--- Saved entries ---
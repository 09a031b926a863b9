//! Device-independent plot commands and the backend trait that consumes them.
//!
//! # Conventions
//!
//! - Coordinates are in output units (mils for sheets, millimetres for
//!   boards) with y increasing downward.
//! - Arc angles are tenths of a degree, counter-clockwise as seen on the
//!   plot, sweeping from `start_angle` to `end_angle`.
//! - `move_to`/`line_to` paths use the width set by the last
//!   `set_line_width`; shape commands carry their own width.

use serde::{Deserialize, Serialize};

use crate::geometry::Point;
use crate::parser::pcb_schema::BoardPoint;

/// Position on the plot surface.
#[derive(Debug, Clone, Copy, PartialEq, Default, Serialize, Deserialize)]
pub struct PlotPoint {
    pub x: f64,
    pub y: f64,
}

impl PlotPoint {
    pub const fn new(x: f64, y: f64) -> Self {
        Self { x, y }
    }

    pub fn distance(&self, other: PlotPoint) -> f64 {
        (self.x - other.x).hypot(self.y - other.y)
    }
}

impl From<Point> for PlotPoint {
    fn from(p: Point) -> Self {
        PlotPoint::new(p.x as f64, p.y as f64)
    }
}

impl From<BoardPoint> for PlotPoint {
    fn from(p: BoardPoint) -> Self {
        PlotPoint::new(p.x, p.y)
    }
}

#[derive(Debug, Clone, PartialEq, Serialize, Deserialize)]
#[serde(tag = "op", rename_all = "snake_case")]
pub enum PlotCommand {
    SetLineWidth {
        width: f64,
    },
    MoveTo {
        to: PlotPoint,
    },
    LineTo {
        to: PlotPoint,
    },
    Arc {
        center: PlotPoint,
        radius: f64,
        start_angle: f64,
        end_angle: f64,
        fill: bool,
        width: f64,
    },
    Circle {
        center: PlotPoint,
        radius: f64,
        fill: bool,
        width: f64,
    },
    /// Open path through `points` unless `fill`; closed outlines repeat
    /// their first point.
    Polygon {
        points: Vec<PlotPoint>,
        fill: bool,
        width: f64,
    },
}

/// Backend collaborator receiving plot output.
///
/// Implement this for a concrete surface (SVG, canvas, PDF, ...). The
/// crate ships [`CommandRecorder`], which just stores what it receives.
pub trait Plotter {
    fn set_line_width(&mut self, width: f64);

    /// Lift the pen and move it.
    fn move_to(&mut self, to: PlotPoint);

    /// Draw from the current pen position.
    fn line_to(&mut self, to: PlotPoint);

    fn arc(
        &mut self,
        center: PlotPoint,
        radius: f64,
        start_angle: f64,
        end_angle: f64,
        fill: bool,
        width: f64,
    );

    fn circle(&mut self, center: PlotPoint, radius: f64, fill: bool, width: f64);

    fn polygon(&mut self, points: &[PlotPoint], fill: bool, width: f64);

    /// A single straight stroke.
    fn segment(&mut self, from: PlotPoint, to: PlotPoint) {
        self.move_to(from);
        self.line_to(to);
    }
}

/// Plotter that records every command in order.
#[derive(Debug, Clone, Default, PartialEq, Serialize, Deserialize)]
pub struct CommandRecorder {
    commands: Vec<PlotCommand>,
}

impl CommandRecorder {
    pub fn new() -> Self {
        Self::default()
    }

    pub fn commands(&self) -> &[PlotCommand] {
        &self.commands
    }

    pub fn into_commands(self) -> Vec<PlotCommand> {
        self.commands
    }

    pub fn len(&self) -> usize {
        self.commands.len()
    }

    pub fn is_empty(&self) -> bool {
        self.commands.is_empty()
    }

    pub fn to_json(&self) -> serde_json::Result<String> {
        serde_json::to_string_pretty(&self.commands)
    }
}

impl Plotter for CommandRecorder {
    fn set_line_width(&mut self, width: f64) {
        self.commands.push(PlotCommand::SetLineWidth { width });
    }

    fn move_to(&mut self, to: PlotPoint) {
        self.commands.push(PlotCommand::MoveTo { to });
    }

    fn line_to(&mut self, to: PlotPoint) {
        self.commands.push(PlotCommand::LineTo { to });
    }

    fn arc(
        &mut self,
        center: PlotPoint,
        radius: f64,
        start_angle: f64,
        end_angle: f64,
        fill: bool,
        width: f64,
    ) {
        self.commands.push(PlotCommand::Arc {
            center,
            radius,
            start_angle,
            end_angle,
            fill,
            width,
        });
    }

    fn circle(&mut self, center: PlotPoint, radius: f64, fill: bool, width: f64) {
        self.commands.push(PlotCommand::Circle {
            center,
            radius,
            fill,
            width,
        });
    }

    fn polygon(&mut self, points: &[PlotPoint], fill: bool, width: f64) {
        self.commands.push(PlotCommand::Polygon {
            points: points.to_vec(),
            fill,
            width,
        });
    }
}

#[cfg(test)]
mod tests {
    use super::*;

    #[test]
    fn test_recorder_keeps_order() {
        let mut rec = CommandRecorder::new();
        rec.set_line_width(2.0);
        rec.segment(PlotPoint::new(0.0, 0.0), PlotPoint::new(1.0, 1.0));
        rec.circle(PlotPoint::new(5.0, 5.0), 1.0, true, 0.0);

        assert_eq!(rec.len(), 4);
        assert_eq!(rec.commands()[0], PlotCommand::SetLineWidth { width: 2.0 });
        assert!(matches!(rec.commands()[1], PlotCommand::MoveTo { .. }));
        assert!(matches!(rec.commands()[2], PlotCommand::LineTo { .. }));
        assert!(matches!(rec.commands()[3], PlotCommand::Circle { fill: true, .. }));
    }

    #[test]
    fn test_recorder_json() {
        let mut rec = CommandRecorder::new();
        rec.move_to(PlotPoint::new(1.0, 2.0));
        let json = rec.to_json().unwrap();
        assert!(json.contains("\"op\": \"move_to\""));
        assert!(json.contains("\"x\": 1.0"));
    }
}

--- DIRECTIONS ---
Spot the lines above that mention "surface" and copy them.

--- ANSWER BOX ---
/// Position on the plot surface.
/// Implement this for a concrete surface (SVG, canvas, PDF, ...). The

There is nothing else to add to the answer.